- ASSIGNED TASK -
Establish how many lines in the records below include the word "unknown"; respond with that number only.

**** EXERCISE DATA ****

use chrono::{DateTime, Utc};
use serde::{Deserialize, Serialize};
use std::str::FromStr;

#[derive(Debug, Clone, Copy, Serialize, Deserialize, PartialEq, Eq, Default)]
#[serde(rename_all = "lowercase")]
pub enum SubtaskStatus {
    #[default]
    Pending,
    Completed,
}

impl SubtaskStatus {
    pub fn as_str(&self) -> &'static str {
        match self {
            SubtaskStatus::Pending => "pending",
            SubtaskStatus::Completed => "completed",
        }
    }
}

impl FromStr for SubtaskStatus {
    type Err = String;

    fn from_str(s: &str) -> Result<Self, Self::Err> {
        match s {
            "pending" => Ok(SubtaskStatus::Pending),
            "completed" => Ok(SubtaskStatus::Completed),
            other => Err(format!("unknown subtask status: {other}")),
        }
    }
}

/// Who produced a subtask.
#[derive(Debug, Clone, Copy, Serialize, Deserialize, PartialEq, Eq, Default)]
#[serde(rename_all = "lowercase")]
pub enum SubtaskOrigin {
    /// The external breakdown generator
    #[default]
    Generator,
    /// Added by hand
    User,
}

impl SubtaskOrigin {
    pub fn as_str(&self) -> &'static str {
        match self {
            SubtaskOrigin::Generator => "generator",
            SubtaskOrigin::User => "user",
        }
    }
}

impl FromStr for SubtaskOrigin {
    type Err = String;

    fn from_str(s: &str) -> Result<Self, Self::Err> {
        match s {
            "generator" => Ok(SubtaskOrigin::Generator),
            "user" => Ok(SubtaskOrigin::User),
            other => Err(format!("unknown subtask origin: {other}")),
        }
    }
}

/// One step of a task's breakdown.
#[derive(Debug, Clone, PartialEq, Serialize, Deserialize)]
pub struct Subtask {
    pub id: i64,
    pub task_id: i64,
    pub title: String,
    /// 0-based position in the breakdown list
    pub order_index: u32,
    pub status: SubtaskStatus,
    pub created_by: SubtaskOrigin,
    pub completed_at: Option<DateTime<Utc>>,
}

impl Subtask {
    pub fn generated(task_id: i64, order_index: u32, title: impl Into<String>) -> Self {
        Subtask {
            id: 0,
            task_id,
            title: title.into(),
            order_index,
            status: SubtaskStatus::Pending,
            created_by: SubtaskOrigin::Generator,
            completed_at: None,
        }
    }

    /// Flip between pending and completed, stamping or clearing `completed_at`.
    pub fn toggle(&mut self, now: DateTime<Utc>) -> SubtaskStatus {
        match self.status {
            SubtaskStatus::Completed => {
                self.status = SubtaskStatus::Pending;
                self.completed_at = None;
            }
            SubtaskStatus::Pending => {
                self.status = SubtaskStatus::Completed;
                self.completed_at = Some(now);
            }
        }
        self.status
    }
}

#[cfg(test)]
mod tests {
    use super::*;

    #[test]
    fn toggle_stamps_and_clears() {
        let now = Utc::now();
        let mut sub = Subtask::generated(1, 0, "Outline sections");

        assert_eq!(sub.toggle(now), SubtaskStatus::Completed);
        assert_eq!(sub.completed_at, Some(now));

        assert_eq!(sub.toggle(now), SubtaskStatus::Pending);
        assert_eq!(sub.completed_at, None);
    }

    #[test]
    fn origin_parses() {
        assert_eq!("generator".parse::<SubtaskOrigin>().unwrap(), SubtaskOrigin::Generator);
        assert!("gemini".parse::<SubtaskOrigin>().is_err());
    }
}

****
**** EXERCISE DATA ****

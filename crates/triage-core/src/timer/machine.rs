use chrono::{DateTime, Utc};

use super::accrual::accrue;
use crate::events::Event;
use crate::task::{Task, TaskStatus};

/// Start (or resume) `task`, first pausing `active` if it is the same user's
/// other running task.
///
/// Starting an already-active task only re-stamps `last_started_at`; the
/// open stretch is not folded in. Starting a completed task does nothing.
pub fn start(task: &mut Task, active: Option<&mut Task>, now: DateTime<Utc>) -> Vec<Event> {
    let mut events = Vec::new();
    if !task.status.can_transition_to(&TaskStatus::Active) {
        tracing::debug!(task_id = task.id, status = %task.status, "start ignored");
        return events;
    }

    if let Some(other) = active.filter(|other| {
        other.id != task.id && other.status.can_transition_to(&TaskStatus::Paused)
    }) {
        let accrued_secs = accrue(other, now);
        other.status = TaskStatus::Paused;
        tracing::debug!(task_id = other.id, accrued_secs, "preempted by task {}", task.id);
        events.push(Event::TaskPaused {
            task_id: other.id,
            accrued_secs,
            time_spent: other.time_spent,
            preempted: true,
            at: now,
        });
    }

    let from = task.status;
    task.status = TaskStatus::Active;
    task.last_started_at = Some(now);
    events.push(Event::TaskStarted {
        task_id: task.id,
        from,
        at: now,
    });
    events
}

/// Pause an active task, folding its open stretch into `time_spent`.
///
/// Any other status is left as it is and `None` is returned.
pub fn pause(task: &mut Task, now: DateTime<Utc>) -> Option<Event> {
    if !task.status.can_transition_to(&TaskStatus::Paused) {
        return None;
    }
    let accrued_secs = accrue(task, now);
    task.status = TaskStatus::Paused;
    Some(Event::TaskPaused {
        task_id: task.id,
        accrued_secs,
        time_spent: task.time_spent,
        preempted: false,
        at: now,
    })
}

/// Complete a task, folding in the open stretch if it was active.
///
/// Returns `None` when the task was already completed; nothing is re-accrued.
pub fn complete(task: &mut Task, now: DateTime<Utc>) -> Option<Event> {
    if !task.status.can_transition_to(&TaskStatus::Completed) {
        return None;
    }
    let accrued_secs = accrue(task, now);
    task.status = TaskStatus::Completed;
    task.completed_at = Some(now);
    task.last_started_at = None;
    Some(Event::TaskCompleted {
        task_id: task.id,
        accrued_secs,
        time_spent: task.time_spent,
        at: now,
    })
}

****

- WRITTEN SOLUTION -
2